We recognize that intercourse without lube is less pleasurable. Friction during sexual intercourse may cause pain if no lubrication is used because the skin is already dry. It can also cause vaginal skin tearing, penis tears, and anus. This increases the likelihood of vaginal infections and the danger of STDs for you and your partner. In such instances, people may consider vaseline as an easy and convenient lubricant. That might not be the ideal idea, considering the vaseline’s makers did not design the product for sexual lubrication. It was created primarily for external application, i.e. for use on the exterior dry skin. It is not a good lubricant choice for the following reasons:
Stays For Long:
Vaseline has a longer staying power than other water-based lubes, which is undesirable. Because it lingers longer inside the vagina and on the vulval tissues and does not dry out as quickly. Because of its water-resistive nature, it may take days to entirely wash out of the vagina.
Latex Condoms are harmed:
Vaseline, a petroleum jelly, is incompatible with latex condoms, weakening them and perhaps increasing the risk of bacterial infection and unplanned pregnancy.

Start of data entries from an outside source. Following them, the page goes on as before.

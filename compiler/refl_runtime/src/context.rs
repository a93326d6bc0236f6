//! String-keyed entry point for reflective access.

use refl_ir::{Name, SharedInterner};

use crate::error::ReflectError;
use crate::method::ArgBlock;
use crate::registry::{ClassRef, PropertyRef, TypeRegistry};
use crate::variant::Variant;

/// Interner plus frozen registry, passed explicitly to code that works
/// with type-erased handles.
pub struct ReflectContext {
    pub interner: SharedInterner,
    pub registry: TypeRegistry,
}

impl ReflectContext {
    pub fn new(registry: TypeRegistry) -> Self {
        ReflectContext {
            interner: registry.interner().clone(),
            registry,
        }
    }

    /// Look up an already interned name, in any casing.
    pub fn name(&self, text: &str) -> Option<Name> {
        self.interner.find(text)
    }

    pub fn class(&self, name: &str) -> Option<ClassRef<'_>> {
        self.name(name).and_then(|name| self.registry.class(name))
    }

    pub fn is_child_of(&self, class: &str, ancestor: &str) -> bool {
        match (self.name(class), self.name(ancestor)) {
            (Some(class), Some(ancestor)) => self.registry.is_child_of(class, ancestor),
            _ => false,
        }
    }

    pub fn instantiate(&self, class: &str) -> Result<Variant, ReflectError> {
        let name = self
            .name(class)
            .ok_or_else(|| ReflectError::UnknownClass(class.to_owned()))?;
        self.registry.instantiate(name).map(Variant::Object)
    }

    fn instance_class(&self, instance: &Variant) -> Result<ClassRef<'_>, ReflectError> {
        match instance {
            Variant::Invalid => Err(ReflectError::InvalidInstance),
            Variant::Object(object) => self
                .registry
                .class(object.class())
                .ok_or_else(|| ReflectError::UnknownClass(self.interner.to_string(object.class()))),
            other => Err(ReflectError::NotAnObject {
                found: other.ty().describe(&self.interner),
            }),
        }
    }

    fn property_of(&self, instance: &Variant, property: &str) -> Result<PropertyRef<'_>, ReflectError> {
        let class = self.instance_class(instance)?;
        self.name(property)
            .and_then(|name| class.find_property(name))
            .ok_or_else(|| ReflectError::UnknownProperty {
                class: self.interner.to_string(class.name()),
                property: property.to_owned(),
            })
    }

    pub fn try_get_value(&self, instance: &Variant, property: &str) -> Result<Variant, ReflectError> {
        self.property_of(instance, property)?.try_get_value(instance)
    }

    /// Read a property by name; failures are logged and yield an invalid
    /// variant.
    pub fn get_value(&self, instance: &Variant, property: &str) -> Variant {
        self.try_get_value(instance, property).unwrap_or_else(|e| {
            tracing::warn!(property, "get_value failed: {e}");
            Variant::Invalid
        })
    }

    pub fn try_set_value(
        &self,
        instance: &Variant,
        property: &str,
        value: &Variant,
    ) -> Result<(), ReflectError> {
        self.property_of(instance, property)?
            .try_set_value(instance, value)
    }

    pub fn set_value(&self, instance: &Variant, property: &str, value: &Variant) -> bool {
        match self.try_set_value(instance, property, value) {
            Ok(()) => true,
            Err(e) => {
                tracing::warn!(property, "set_value failed: {e}");
                false
            }
        }
    }

    /// Call an instance method by name.
    pub fn invoke(
        &self,
        instance: &Variant,
        method: &str,
        args: &ArgBlock,
    ) -> Result<Variant, ReflectError> {
        let class = self.instance_class(instance)?;
        let found = self
            .name(method)
            .and_then(|name| class.find_method(name))
            .ok_or_else(|| ReflectError::UnknownMethod {
                class: self.interner.to_string(class.name()),
                method: method.to_owned(),
            })?;
        found.invoke(Some(instance), args)
    }

    /// Call a static method of `class` by name.
    pub fn invoke_static(
        &self,
        class: &str,
        method: &str,
        args: &ArgBlock,
    ) -> Result<Variant, ReflectError> {
        let class_ref = self
            .class(class)
            .ok_or_else(|| ReflectError::UnknownClass(class.to_owned()))?;
        let found = self
            .name(method)
            .and_then(|name| class_ref.find_method(name))
            .ok_or_else(|| ReflectError::UnknownMethod {
                class: class.to_owned(),
                method: method.to_owned(),
            })?;
        found.invoke(None, args)
    }
}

The oil-based ointment may cause condom tearing during sex, increasing the risk of an STD, infection, or unwanted pregnancy.
Infection Risk is Increased:
Because it stays in for a longer period of time than water-soluble or glycol-based lubes, vaseline can raise the risk of bacterial infection. A study found that women who use vaseline within their vaginas are more likely to contract a common infection known as bacterial vaginosis. It also increases the likelihood of pelvic inflammatory illness (PID).